2 garlic cloves, peeled and chopped

500g beef mince

1 egg

2 tbsp breadcrumbs

2 tbsp olive oil

1 red onion, peeled and chopped

900g tomatoes, cored and chopped

250ml red wine

2 tbsp fresh basil leaves, torn

400ml vegetable stock

900g Maris Piper potatoes, peeled and thinly sliced

125g mozzarella ball, sliced

150g grated Cheddar

sea salt and black pepper

leafy salad, to serve

large oven dish

In a large mixing bowl, mix together the garlic, mince, egg and breadcrumbs, and season with sea salt and black pepper. Shape the meat into 20 balls, approximately 25g each, and place on a plate.

In a large frying pan, heat 1 tbsp of the olive oil until sizzling, then fry the meatballs for 4-5 mins, turning throughout to brown all over. Set aside on a plate.

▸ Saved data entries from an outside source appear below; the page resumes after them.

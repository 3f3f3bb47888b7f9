use chrono::{Datelike, Duration, NaiveDate, NaiveDateTime};
use serde::{Deserialize, Serialize};

/// Reporting granularity for the primary dashboard view.
#[derive(Debug, Clone, Copy, Serialize, Deserialize, PartialEq, Eq, Default)]
#[serde(rename_all = "lowercase")]
pub enum Period {
    #[default]
    Day,
    Week,
    Month,
}

impl Period {
    pub fn label(self) -> &'static str {
        match self {
            Period::Day => "day",
            Period::Week => "week",
            Period::Month => "month",
        }
    }
}

/// Computes the inclusive `[start, end]` window for a period around the
/// reference instant. Days run 00:00:00.000 to 23:59:59.999; weeks start on
/// the ISO Monday of the reference date; months span the 1st through the last
/// calendar day.
pub fn period_window(period: Period, reference: NaiveDateTime) -> (NaiveDateTime, NaiveDateTime) {
    let date = reference.date();
    match period {
        Period::Day => (day_start(date), day_end(date)),
        Period::Week => {
            let monday = date - Duration::days(date.weekday().num_days_from_monday() as i64);
            (day_start(monday), day_end(monday + Duration::days(6)))
        }
        Period::Month => {
            let first = date.with_day(1).unwrap();
            (day_start(first), day_end(last_day_of_month(first)))
        }
    }
}

fn day_start(date: NaiveDate) -> NaiveDateTime {
    date.and_hms_opt(0, 0, 0).unwrap()
}

fn day_end(date: NaiveDate) -> NaiveDateTime {
    date.and_hms_milli_opt(23, 59, 59, 999).unwrap()
}

fn last_day_of_month(first: NaiveDate) -> NaiveDate {
    let (year, month) = if first.month() == 12 {
        (first.year() + 1, 1)
    } else {
        (first.year(), first.month() + 1)
    };
    let first_of_next = NaiveDate::from_ymd_opt(year, month, 1).unwrap();
    first_of_next - Duration::days(1)
}

#[cfg(test)]
mod tests {
    use super::*;
    use chrono::Timelike;

    fn at(y: i32, m: u32, d: u32, h: u32) -> NaiveDateTime {
        NaiveDate::from_ymd_opt(y, m, d)
            .unwrap()
            .and_hms_opt(h, 0, 0)
            .unwrap()
    }

    #[test]
    fn day_window_covers_exactly_one_calendar_day() {
        let (start, end) = period_window(Period::Day, at(2024, 3, 15, 10));
        assert_eq!(start, at(2024, 3, 15, 0));
        assert_eq!(end.date(), start.date());
        assert_eq!((end.hour(), end.minute(), end.second()), (23, 59, 59));
        assert!(start <= end);
    }

    #[test]
    fn week_window_starts_on_monday() {
        // 2024-03-15 is a Friday; its ISO week is Mar 11 to Mar 17.
        let (start, end) = period_window(Period::Week, at(2024, 3, 15, 10));
        assert_eq!(start.date(), NaiveDate::from_ymd_opt(2024, 3, 11).unwrap());
        assert_eq!(end.date(), NaiveDate::from_ymd_opt(2024, 3, 17).unwrap());
    }

    #[test]
    fn sunday_reference_maps_to_week_started_six_days_earlier() {
        // 2024-03-17 is a Sunday.
        let (start, end) = period_window(Period::Week, at(2024, 3, 17, 10));
        assert_eq!(start.date(), NaiveDate::from_ymd_opt(2024, 3, 11).unwrap());
        assert_eq!(end.date(), NaiveDate::from_ymd_opt(2024, 3, 17).unwrap());
    }

    #[test]
    fn month_window_handles_varying_lengths() {
        let (start, end) = period_window(Period::Month, at(2024, 2, 10, 10));
        assert_eq!(start.date(), NaiveDate::from_ymd_opt(2024, 2, 1).unwrap());
        assert_eq!(end.date(), NaiveDate::from_ymd_opt(2024, 2, 29).unwrap());

        let (start, end) = period_window(Period::Month, at(2023, 2, 10, 10));
        assert_eq!(start.date(), NaiveDate::from_ymd_opt(2023, 2, 1).unwrap());
        assert_eq!(end.date(), NaiveDate::from_ymd_opt(2023, 2, 28).unwrap());
    }

    #[test]
    fn december_month_window_rolls_into_next_year_for_its_end() {
        let (start, end) = period_window(Period::Month, at(2024, 12, 25, 10));
        assert_eq!(start.date(), NaiveDate::from_ymd_opt(2024, 12, 1).unwrap());
        assert_eq!(end.date(), NaiveDate::from_ymd_opt(2024, 12, 31).unwrap());
    }
}
use once_cell::sync::Lazy;
use serde::{Deserialize, Serialize};
use uuid::Uuid;

/// Marker kept on every tag record for compatibility with older snapshots,
/// where tags were stored as accounts of type `"tag"`.
pub const TAG_KIND: &str = "tag";

/// A payment-method label attached to transactions. Purely descriptive; not a
/// ledger account with a balance.
#[derive(Debug, Clone, Serialize, Deserialize, PartialEq, Eq)]
pub struct Tag {
    pub id: String,
    pub name: String,
    pub kind: String,
}

impl Tag {
    pub fn new(name: impl Into<String>) -> Self {
        Self {
            id: Uuid::new_v4().to_string(),
            name: name.into(),
            kind: TAG_KIND.into(),
        }
    }

    fn seed(id: &str, name: &str) -> Self {
        Self {
            id: id.into(),
            name: name.into(),
            kind: TAG_KIND.into(),
        }
    }
}

/// Seed set handed out when no tags have been persisted yet.
pub static DEFAULT_TAGS: Lazy<Vec<Tag>> = Lazy::new(|| {
    vec![
        Tag::seed("pay_1", "Cash"),
        Tag::seed("pay_2", "WeChat Pay"),
        Tag::seed("pay_3", "Alipay"),
        Tag::seed("pay_4", "Bank Card"),
    ]
});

Add the remaining oil and the onion to the frying pan. Fry the onion for 5-6 mins, then add the tomatoes. Pour in the red wine and add the basil, then bring to the boil. Add the stock, and season with the salt and pepper, then simmer on high for 10 mins.

In the meantime, place the potatoes in a large saucepan and cover with cold water. Bring to the boil and simmer for 5 mins. Drain, then thinly slice.

Preheat the oven to 200°C/180°C fan/gas mark 6. Place half of the meatballs in the oven dish and cover with half the tomato sauce. Layer half the potato slices on top, then repeat the layers with the remaining ingredients. Top the bake with the mozzarella and grated Cheddar, and season with black pepper. Bake for 25-30 mins until golden.

Serve with the salad or divide into 4 portions and freeze. If freezing, use within three months and defrost thoroughly and heat until piping hot before serving.

Tomato sauce

Makes 2.8 litres

2kg tomatoes

2 tbsp olive oil

1 tbsp butter

4 garlic cloves, peeled and finely chopped

2 red onions, peeled and finely chopped

4 sticks of celery, trimmed and chopped

4 carrots, peeled, trimmed and chopped

125ml red wine

1 litre vegetable stock

10g fresh basil, chopped

sea salt and black pepper

700g freezable tubs

Place the tomatoes in a large bowl and cover with boiling water. Leave to stand for 10 mins. Drain the tomatoes and fill the bowl with cold water, so the tomatoes are covered. Peel the tomato skins away, then remove the cores with a small knife. Chop the tomato flesh and set aside.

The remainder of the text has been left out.